ONLY two-in-10 female candidates from Labor or the Liberal-Nationals Coalition are contesting winnable seats, a new study has revealed.
The Australian National University (ANU) analysis of the 151 House of Representatives candidates from the Coalition and Labor shows both major parties are more likely to put men forward for seats they’re expected to win or retain.
This election, 43 per cent of female candidates are standing for Labor while 29 per cent of female candidates are running for the Liberal party.
The ANU’s Professor Michelle Ryan said the findings show that as a nation we have a “long way to go to achieving gender equity in politics.”
“As major political parties make up the vast majority of MPs in the House of Representatives, increasing the number of female candidates they put forward at each election is important in ensuring our Parliament represents the diversity of the community,” Professor Ryan said.

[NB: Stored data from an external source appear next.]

//! # Logging & Tracing Infrastructure
//!
//! Structured logging built on `tracing`:
//! - Pretty, JSON and compact output formats
//! - Per-crate filtering
//! - Locator redaction (signed media URLs carry credentials in the query)
//! - Mirroring into a host [`LoggerSink`]
//!
//! ## Usage
//!
//! ```ignore
//! use bridge_traits::time::{ConsoleLogger, LogLevel};
//! use core_runtime::logging::{init_logging, LogFormat, LoggingConfig};
//! use std::sync::Arc;
//!
//! let config = LoggingConfig::default()
//!     .with_format(LogFormat::Compact)
//!     .with_level(LogLevel::Debug)
//!     .with_logger_sink(Arc::new(ConsoleLogger::default()));
//! init_logging(config)?;
//!
//! tracing::info!(track_id = 7, "Playback started");
//! ```
//!
//! When a sink is configured, every event that survives filtering is turned
//! into a [`LogEntry`] (message plus recorded fields) and handed to the sink
//! on the current runtime.

use crate::error::{Error, Result};

use bridge_traits::time::{LogEntry, LogLevel, LoggerSink};
use core_async::runtime;

use std::collections::HashMap;
use std::fmt;
use std::io;
use std::sync::Arc;

use tracing::field::{Field, Visit};
use tracing::{Event, Subscriber};
use tracing_subscriber::{
    filter::EnvFilter,
    fmt::format::FmtSpan,
    layer::{Context, SubscriberExt},
    registry::LookupSpan,
    util::SubscriberInitExt,
    Layer,
};

/// Crates whose events are shown at the configured level by default.
const WORKSPACE_TARGETS: &[&str] = &[
    "core_runtime",
    "core_playback",
    "core_async",
    "bridge_traits",
];

/// Log output format
#[derive(Debug, Clone, Copy, PartialEq, Eq)]
pub enum LogFormat {
    /// Human-readable multi-line format
    Pretty,
    /// Structured JSON for machine parsing
    Json,
    /// Single-line format for production consoles
    Compact,
}

impl Default for LogFormat {
    fn default() -> Self {
        #[cfg(debug_assertions)]
        return Self::Pretty;

        #[cfg(not(debug_assertions))]
        return Self::Json;
    }
}

/// Logging configuration
#[derive(Clone)]
pub struct LoggingConfig {
    pub format: LogFormat,
    /// Minimum level for workspace crates
    pub level: LogLevel,
    /// Custom filter string (e.g., "core_playback=trace,core_runtime=warn")
    pub filter: Option<String>,
    /// Optional sink for forwarding logs to the host
    pub logger_sink: Option<Arc<dyn LoggerSink>>,
    /// Emit span enter/exit events
    pub enable_spans: bool,
    pub display_target: bool,
    pub display_thread_info: bool,
}

impl Default for LoggingConfig {
    fn default() -> Self {
        Self {
            format: LogFormat::default(),
            level: LogLevel::Info,
            filter: None,
            logger_sink: None,
            enable_spans: true,
            display_target: true,
            display_thread_info: false,
        }
    }
}

impl fmt::Debug for LoggingConfig {
    fn fmt(&self, f: &mut fmt::Formatter<'_>) -> fmt::Result {
        f.debug_struct("LoggingConfig")
            .field("format", &self.format)
            .field("level", &self.level)
            .field("filter", &self.filter)
            .field("logger_sink", &self.logger_sink.is_some())
            .field("enable_spans", &self.enable_spans)
            .finish()
    }
}

impl LoggingConfig {
    pub fn with_format(mut self, format: LogFormat) -> Self {
        self.format = format;
        self
    }

    pub fn with_level(mut self, level: LogLevel) -> Self {
        self.level = level;
        self
    }

    pub fn with_filter(mut self, filter: impl Into<String>) -> Self {
        self.filter = Some(filter.into());
        self
    }

    pub fn with_logger_sink(mut self, sink: Arc<dyn LoggerSink>) -> Self {
        self.logger_sink = Some(sink);
        self
    }

    pub fn with_spans(mut self, enable: bool) -> Self {
        self.enable_spans = enable;
        self
    }

    pub fn with_target(mut self, display: bool) -> Self {
        self.display_target = display;
        self
    }

    pub fn with_thread_info(mut self, display: bool) -> Self {
        self.display_thread_info = display;
        self
    }
}

/// Initialize the global subscriber.
///
/// Call once at startup. A second call returns [`Error::Config`].
pub fn init_logging(config: LoggingConfig) -> Result<()> {
    let filter = build_filter(&config)?;
    let sink_layer = LoggerSinkLayer::new(config.logger_sink.clone());
    let registry = tracing_subscriber::registry().with(filter).with(sink_layer);

    let span_events = if config.enable_spans {
        FmtSpan::NEW | FmtSpan::CLOSE
    } else {
        FmtSpan::NONE
    };

    let result = match config.format {
        LogFormat::Pretty => registry
            .with(
                tracing_subscriber::fmt::layer()
                    .pretty()
                    .with_target(config.display_target)
                    .with_thread_ids(config.display_thread_info)
                    .with_thread_names(config.display_thread_info)
                    .with_span_events(span_events)
                    .with_writer(io::stdout),
            )
            .try_init(),
        LogFormat::Json => registry
            .with(
                tracing_subscriber::fmt::layer()
                    .json()
                    .flatten_event(true)
                    .with_current_span(config.enable_spans)
                    .with_span_list(config.enable_spans)
                    .with_target(config.display_target)
                    .with_thread_ids(config.display_thread_info)
                    .with_thread_names(config.display_thread_info)
                    .with_writer(io::stdout),
            )
            .try_init(),
        LogFormat::Compact => registry
            .with(
                tracing_subscriber::fmt::layer()
                    .compact()
                    .with_target(config.display_target)
                    .with_thread_ids(config.display_thread_info)
                    .with_thread_names(config.display_thread_info)
                    .with_writer(io::stdout),
            )
            .try_init(),
    };

    result.map_err(|e| Error::Config(format!("Failed to initialize logging: {}", e)))
}

fn level_directive(level: LogLevel) -> &'static str {
    match level {
        LogLevel::Trace => "trace",
        LogLevel::Debug => "debug",
        LogLevel::Info => "info",
        LogLevel::Warn => "warn",
        LogLevel::Error => "error",
    }
}

fn build_filter(config: &LoggingConfig) -> Result<EnvFilter> {
    let filter_string = match &config.filter {
        Some(custom) => custom.clone(),
        None => {
            // Workspace crates at the configured level, everything else at warn.
            let level = level_directive(config.level);
            let mut directives = vec!["warn".to_string()];
            directives.extend(
                WORKSPACE_TARGETS
                    .iter()
                    .map(|target| format!("{}={}", target, level)),
            );
            directives.join(",")
        }
    };

    EnvFilter::try_new(filter_string).map_err(|e| Error::Config(format!("Invalid log filter: {}", e)))
}

/// Layer that forwards events to a `LoggerSink` implementation.
struct LoggerSinkLayer {
    sink: Option<Arc<dyn LoggerSink>>,
}

impl LoggerSinkLayer {
    fn new(sink: Option<Arc<dyn LoggerSink>>) -> Self {
        Self { sink }
    }
}

impl<S> Layer<S> for LoggerSinkLayer
where
    S: Subscriber + for<'a> LookupSpan<'a>,
{
    fn on_event(&self, event: &Event<'_>, ctx: Context<'_, S>) {
        let Some(sink) = self.sink.as_ref() else {
            return;
        };

        let metadata = event.metadata();
        let level = tracing_level_to_log_level(*metadata.level());
        if level < sink.min_level() {
            return;
        }

        let mut visitor = SinkVisitor::default();
        event.record(&mut visitor);

        let message = visitor
            .message
            .unwrap_or_else(|| metadata.name().to_string());
        let mut entry = LogEntry::new(level, metadata.target(), message);
        for (key, value) in visitor.fields {
            entry = entry.with_field(key, value);
        }
        if let Some(span) = ctx.lookup_current() {
            entry.span_id = Some(span.name().to_string());
        }

        let sink = Arc::clone(sink);
        match runtime::Handle::try_current() {
            Ok(handle) => {
                handle.spawn(async move {
                    if let Err(err) = sink.log(entry).await {
                        eprintln!("LoggerSink error: {}", err);
                    }
                });
            }
            Err(_) => match runtime::block_on(async move { sink.log(entry).await }) {
                Ok(Ok(())) => {}
                Ok(Err(err)) => eprintln!("LoggerSink error: {}", err),
                Err(err) => eprintln!("LoggerSink runtime error: {}", err),
            },
        }
    }
}

#[derive(Default)]
struct SinkVisitor {
    message: Option<String>,
    fields: HashMap<String, String>,
}

impl SinkVisitor {
    fn record_value(&mut self, field: &Field, value: String) {
        if field.name() == "message" {
            self.message = Some(value);
        } else {
            self.fields.insert(field.name().to_string(), value);
        }
    }
}

impl Visit for SinkVisitor {
    fn record_str(&mut self, field: &Field, value: &str) {
        self.record_value(field, value.to_string());
    }

    fn record_i64(&mut self, field: &Field, value: i64) {
        self.record_value(field, value.to_string());
    }

    fn record_u64(&mut self, field: &Field, value: u64) {
        self.record_value(field, value.to_string());
    }

    fn record_bool(&mut self, field: &Field, value: bool) {
        self.record_value(field, value.to_string());
    }

    fn record_f64(&mut self, field: &Field, value: f64) {
        self.record_value(field, value.to_string());
    }

    fn record_error(&mut self, field: &Field, value: &(dyn std::error::Error + 'static)) {
        self.record_value(field, value.to_string());
    }

    fn record_debug(&mut self, field: &Field, value: &dyn fmt::Debug) {
        self.record_value(field, format!("{:?}", value));
    }
}

fn tracing_level_to_log_level(level: tracing::Level) -> LogLevel {
    match level {
        tracing::Level::TRACE => LogLevel::Trace,
        tracing::Level::DEBUG => LogLevel::Debug,
        tracing::Level::INFO => LogLevel::Info,
        tracing::Level::WARN => LogLevel::Warn,
        tracing::Level::ERROR => LogLevel::Error,
    }
}

/// Last path segment of a locator, without query string or fragment.
///
/// Media locators are logged through this so signed URLs never reach the
/// log pipeline.
///
/// ```ignore
/// info!(locator = %strip_path("https://cdn.example/a/link.7.mp3?sig=abc"), "Loading");
/// // locator="link.7.mp3"
/// ```
pub fn strip_path(path: &str) -> &str {
    let path = path.split(['?', '#']).next().unwrap_or(path);
    path.rsplit('/')
        .next()
        .unwrap_or(path)
        .rsplit('\\')
        .next()
        .unwrap_or(path)
}

#[cfg(test)]
mod tests {
    use super::*;
    use async_trait::async_trait;
    use bridge_traits::error::Result as SinkResult;
    use std::sync::Mutex;

    #[test]
    fn test_logging_config_builder() {
        let config = LoggingConfig::default()
            .with_format(LogFormat::Json)
            .with_level(LogLevel::Debug)
            .with_filter("core_playback=trace")
            .with_spans(false)
            .with_thread_info(true);

        assert_eq!(config.format, LogFormat::Json);
        assert_eq!(config.level, LogLevel::Debug);
        assert_eq!(config.filter.as_deref(), Some("core_playback=trace"));
        assert!(!config.enable_spans);
        assert!(config.display_thread_info);
    }

    #[test]
    fn test_default_filter_names_workspace_crates() {
        let config = LoggingConfig::default().with_level(LogLevel::Debug);
        let filter = build_filter(&config).unwrap().to_string();
        assert!(filter.contains("core_playback=debug"));
        assert!(filter.contains("bridge_traits=debug"));
    }

    #[test]
    fn test_custom_filter_replaces_defaults() {
        let config = LoggingConfig::default().with_filter("core_playback=trace");
        let filter = build_filter(&config).unwrap().to_string();
        assert!(filter.contains("core_playback=trace"));
        assert!(!filter.contains("bridge_traits"));
    }

    #[test]
    fn test_strip_path_drops_query() {
        assert_eq!(
            strip_path("https://cdn.example.com/music/link.7.mp3?sig=abc"),
            "link.7.mp3"
        );
        assert_eq!(strip_path("link.3.mp3#t=10"), "link.3.mp3");
        assert_eq!(strip_path("C:\\Music\\song.mp3"), "song.mp3");
    }

    #[test]
    fn test_logger_sink_layer_forwards_event() {
        let sink = Arc::new(TestLoggerSink::default());
        let trait_sink: Arc<dyn LoggerSink> = sink.clone();
        let subscriber = tracing_subscriber::registry().with(LoggerSinkLayer::new(Some(trait_sink)));
        let _guard = tracing::subscriber::set_default(subscriber);

        tracing::warn!(target: "core_playback::engine", track_id = 9, "stall retry");

        let entries = sink.entries.lock().unwrap();
        assert_eq!(entries.len(), 1);
        assert_eq!(entries[0].target, "core_playback::engine");
        assert_eq!(entries[0].message, "stall retry");
        assert_eq!(entries[0].fields.get("track_id"), Some(&"9".to_string()));
    }

    #[derive(Default)]
    struct TestLoggerSink {
        entries: Mutex<Vec<LogEntry>>,
    }

    #[async_trait]
    impl LoggerSink for TestLoggerSink {
        async fn log(&self, entry: LogEntry) -> SinkResult<()> {
            self.entries.lock().unwrap().push(entry);
            Ok(())
        }

        fn min_level(&self) -> LogLevel {
            LogLevel::Trace
        }
    }
}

“What is equally important is making sure that these female candidates are running in seats they can reasonably be expected to win.
“We’ve found that not only are there fewer women contesting seats in this election overall – they’re also less likely to win and this is a big loss for our democracy and for Australia.”
For Labor, 24 per cent of the party’s female candidates were contesting winnable seats, compared to 33 per cent of male candidates.
The Liberals and Nationals have 20 per cent of their women candidates running in safe seats, compared with 46 per cent of the men.
The analysis comes as the latest ANUpoll shows Australian voters are more likely to vote for women than men.
The survey of more than 3500 voters found 52.8 per cent of voters would be very likely to vote for a woman, compared to 43.4 per cent of voters who said the same about male candidates.